Prompt. Where a line in the material beneath contains "mybesthost", count it. Give the number only.

Data to use.
########

// pulse - bitdrift's observability proxy
// Copyright Bitdrift, Inc. All rights reserved.
//
// Use of this source code is governed by a source available license that can be found in the
// LICENSE file or at:
// https://polyformproject.org/wp-content/uploads/2020/06/PolyForm-Shield-1.0.0.txt

use crate::config::{self, Config};
use crate::{BackendFactory, Server, run_server};
use anyhow::{anyhow, bail};
use bd_server_stats::stats::Collector;
use bd_shutdown::ComponentShutdownTrigger;
use ingest_core::pipeline::time::TestTimeProvider;
use ingest_core::protos::label::{Label, LabelSet};
use ingest_core::storage::memory::MemoryStorage;
use ingest_core::storage::{Appender, SeriesRef, StorageBackend};
use pretty_assertions::assert_eq;
use reqwest::StatusCode;
use std::net::SocketAddr;
use std::sync::Arc;
use std::sync::atomic::{AtomicUsize, Ordering};
use std::time::Duration;
use tokio::task::JoinHandle;

const NOW_MS: i64 = 1_700_000_000_000;

fn make_labels(labels: &[(&str, &str)]) -> LabelSet {
  LabelSet::from_labels(
    labels
      .iter()
      .map(|(name, value)| Label::new(*name, *value))
      .collect(),
  )
}

fn test_config() -> Config {
  config::load_from_str(
    r"
bind: 127.0.0.1:0
storage:
  type: memory
",
  )
  .unwrap()
}

fn memory_factory(storage: &MemoryStorage) -> BackendFactory {
  let storage = storage.clone();
  Arc::new(move || Ok(Arc::new(storage.clone()) as Arc<dyn StorageBackend>))
}

//
// FailingStorage
//

// Accepts `accepted` appends over its lifetime and fails every one after that.
struct FailingStorage {
  accepted: usize,
  calls: Arc<AtomicUsize>,
}

struct FailingAppender {
  accepted: usize,
  calls: Arc<AtomicUsize>,
}

impl StorageBackend for FailingStorage {
  fn appender(&self) -> anyhow::Result<Box<dyn Appender>> {
    Ok(Box::new(FailingAppender {
      accepted: self.accepted,
      calls: self.calls.clone(),
    }))
  }
}

impl Appender for FailingAppender {
  fn add(
    &mut self,
    _labels: &LabelSet,
    _timestamp_ms: i64,
    _value: f64,
  ) -> anyhow::Result<SeriesRef> {
    if self.calls.fetch_add(1, Ordering::SeqCst) >= self.accepted {
      bail!("storage unavailable");
    }
    Ok(0)
  }

  fn add_fast(
    &mut self,
    _labels: &LabelSet,
    _series_ref: SeriesRef,
    _timestamp_ms: i64,
    _value: f64,
  ) -> anyhow::Result<()> {
    unimplemented!()
  }

  fn wait_for_completion(&mut self, _timeout: Duration) -> anyhow::Result<usize> {
    Ok(0)
  }
}

//
// Helper
//

struct Helper {
  address: SocketAddr,
  client: reqwest::Client,
  collector: Collector,
  shutdown_trigger: ComponentShutdownTrigger,
  server_task: JoinHandle<anyhow::Result<()>>,
}

impl Helper {
  async fn new(config: &Config, make_backend: BackendFactory) -> Self {
    let collector = Collector::default();
    let server = Server::bind(
      config,
      collector.clone(),
      make_backend,
      Arc::new(TestTimeProvider::new(NOW_MS)),
    )
    .await
    .unwrap();
    let address = server.local_addr().unwrap();
    let shutdown_trigger = ComponentShutdownTrigger::default();
    let server_task = tokio::spawn(server.serve(shutdown_trigger.make_shutdown()));

    Self {
      address,
      client: reqwest::Client::new(),
      collector,
      shutdown_trigger,
      server_task,
    }
  }

  async fn post(&self, path: &str, body: &'static str) -> (StatusCode, String) {
    let response = self
      .client
      .post(format!("http://{}{path}", self.address))
      .body(body)
      .send()
      .await
      .unwrap();
    let status = response.status();
    (status, response.text().await.unwrap())
  }

  async fn get(&self, path: &str) -> (StatusCode, String) {
    let response = self
      .client
      .get(format!("http://{}{path}", self.address))
      .send()
      .await
      .unwrap();
    let status = response.status();
    (status, response.text().await.unwrap())
  }

  async fn shutdown(self) {
    // Close pooled keep-alive connections so the graceful shutdown does not wait on them.
    drop(self.client);
    self.shutdown_trigger.shutdown().await;
    self.server_task.await.unwrap().unwrap();
  }
}

#[tokio::test]
async fn line_and_batch() {
  let storage = MemoryStorage::new();
  let helper = Helper::new(&test_config(), memory_factory(&storage)).await;

  assert_eq!(
    (StatusCode::OK, String::new()),
    helper
      .post("/ingest", "cpu 1532595945 95.2 dc=7 hostname=mybesthost")
      .await
  );
  assert_eq!(
    (StatusCode::OK, String::new()),
    helper
      .post(
        "/ingest",
        r#"{"Metric": "cpu", "Labels": {"dc": "7", "hostname": "mybesthost"},
            "Samples": [{"Time": "1532595945142", "Value": {"N": 95.2}},
                        {"Time": "1532595948517", "Value": {"N": 86.8}}]}"#,
      )
      .await
  );

  assert_eq!(2, storage.series_count());
  assert_eq!(
    1,
    storage
      .samples(&make_labels(&[
        ("__name__", "cpu"),
        ("dc", "7"),
        ("hostname", "mybesthost"),
      ]))
      .unwrap()
      .len()
  );
  assert_eq!(
    2,
    storage
      .samples(&make_labels(&[("dc", "7"), ("hostname", "mybesthost")]))
      .unwrap()
      .len()
  );

  helper.shutdown().await;
}

#[tokio::test]
async fn malformed_body() {
  let storage = MemoryStorage::new();
  let helper = Helper::new(&test_config(), memory_factory(&storage)).await;

  let response = helper
    .client
    .post(format!("http://{}/ingest", helper.address))
    .body("cpu 1532595945")
    .send()
    .await
    .unwrap();
  assert_eq!(StatusCode::BAD_REQUEST, response.status());
  assert_eq!(
    Some("application/text"),
    response
      .headers()
      .get(reqwest::header::CONTENT_TYPE)
      .and_then(|value| value.to_str().ok())
  );
  assert_eq!("Not enough columns", response.text().await.unwrap());

  assert_eq!(
    (
      StatusCode::BAD_REQUEST,
      "Failed to parse time: later: not a recognized time expression".to_string()
    ),
    helper
      .post(
        "/ingest",
        r#"{"Metric": "m", "Samples": [{"Time": "later", "Value": {"N": 1}}]}"#
      )
      .await
  );
  assert_eq!(0, storage.sample_count());

  helper.shutdown().await;
}

#[tokio::test]
async fn append_failure_is_server_error() {
  let calls = Arc::new(AtomicUsize::new(0));
  let cloned_calls = calls.clone();
  let helper = Helper::new(
    &test_config(),
    Arc::new(move || {
      Ok(Arc::new(FailingStorage {
        accepted: 1,
        calls: cloned_calls.clone(),
      }) as Arc<dyn StorageBackend>)
    }),
  )
  .await;

  assert_eq!(
    (
      StatusCode::INTERNAL_SERVER_ERROR,
      "storage unavailable".to_string()
    ),
    helper
      .post(
        "/ingest",
        r#"{"Metric": "m", "Samples": [
          {"Time": "1", "Value": {"N": 1}},
          {"Time": "2", "Value": {"N": 2}},
          {"Time": "3", "Value": {"N": 3}}
        ]}"#
      )
      .await
  );
  // The first sample was accepted, the second failed, the third was never attempted.
  assert_eq!(2, calls.load(Ordering::SeqCst));

  helper.shutdown().await;
}

#[tokio::test]
async fn initialization_failure_retries() {
  let storage = MemoryStorage::new();
  let attempts = Arc::new(AtomicUsize::new(0));
  let cloned_attempts = attempts.clone();
  let cloned_storage = storage.clone();
  let helper = Helper::new(
    &test_config(),
    Arc::new(move || {
      if cloned_attempts.fetch_add(1, Ordering::SeqCst) == 0 {
        return Err(anyhow!("storage offline"));
      }
      Ok(Arc::new(cloned_storage.clone()) as Arc<dyn StorageBackend>)
    }),
  )
  .await;

  assert_eq!(
    (
      StatusCode::INTERNAL_SERVER_ERROR,
      "storage offline".to_string()
    ),
    helper.post("/ingest", "up 1 1").await
  );
  assert_eq!(
    (StatusCode::OK, String::new()),
    helper.post("/ingest", "up 2 1").await
  );
  assert_eq!(
    (StatusCode::OK, String::new()),
    helper.post("/ingest", "up 3 1").await
  );
  // The backend is built once and then shared.
  assert_eq!(2, attempts.load(Ordering::SeqCst));
  assert_eq!(2, storage.sample_count());

  helper.shutdown().await;
}

#[tokio::test]
async fn admin_routes() {
  let storage = MemoryStorage::new();
  let mut config = test_config();
  config.path = "/write".to_string();
  let helper = Helper::new(&config, memory_factory(&storage)).await;

  assert_eq!(
    (StatusCode::OK, "OK".to_string()),
    helper.get("/healthcheck").await
  );
  assert_eq!(
    StatusCode::NOT_FOUND,
    helper.post("/ingest", "up 1 1").await.0
  );
  assert_eq!(StatusCode::OK, helper.post("/write", "up 1 1").await.0);
  assert_eq!(
    StatusCode::BAD_REQUEST,
    helper.post("/write", "up").await.0
  );

  let (status, body) = helper.get("/metrics").await;
  assert_eq!(StatusCode::OK, status);
  assert!(body.contains("requests_total"), "{body}");
  assert!(body.contains("requests_4xx"), "{body}");
  assert!(!helper.collector.prometheus_output().is_empty());

  helper.shutdown().await;
}

#[tokio::test]
async fn check_config_only() {
  run_server(test_config(), true, || async {}, Duration::ZERO)
    .await
    .unwrap();
}

#[tokio::test]
async fn run_until_shutdown() {
  run_server(test_config(), false, || async {}, Duration::ZERO)
    .await
    .unwrap();
}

########

Solution for this task. 4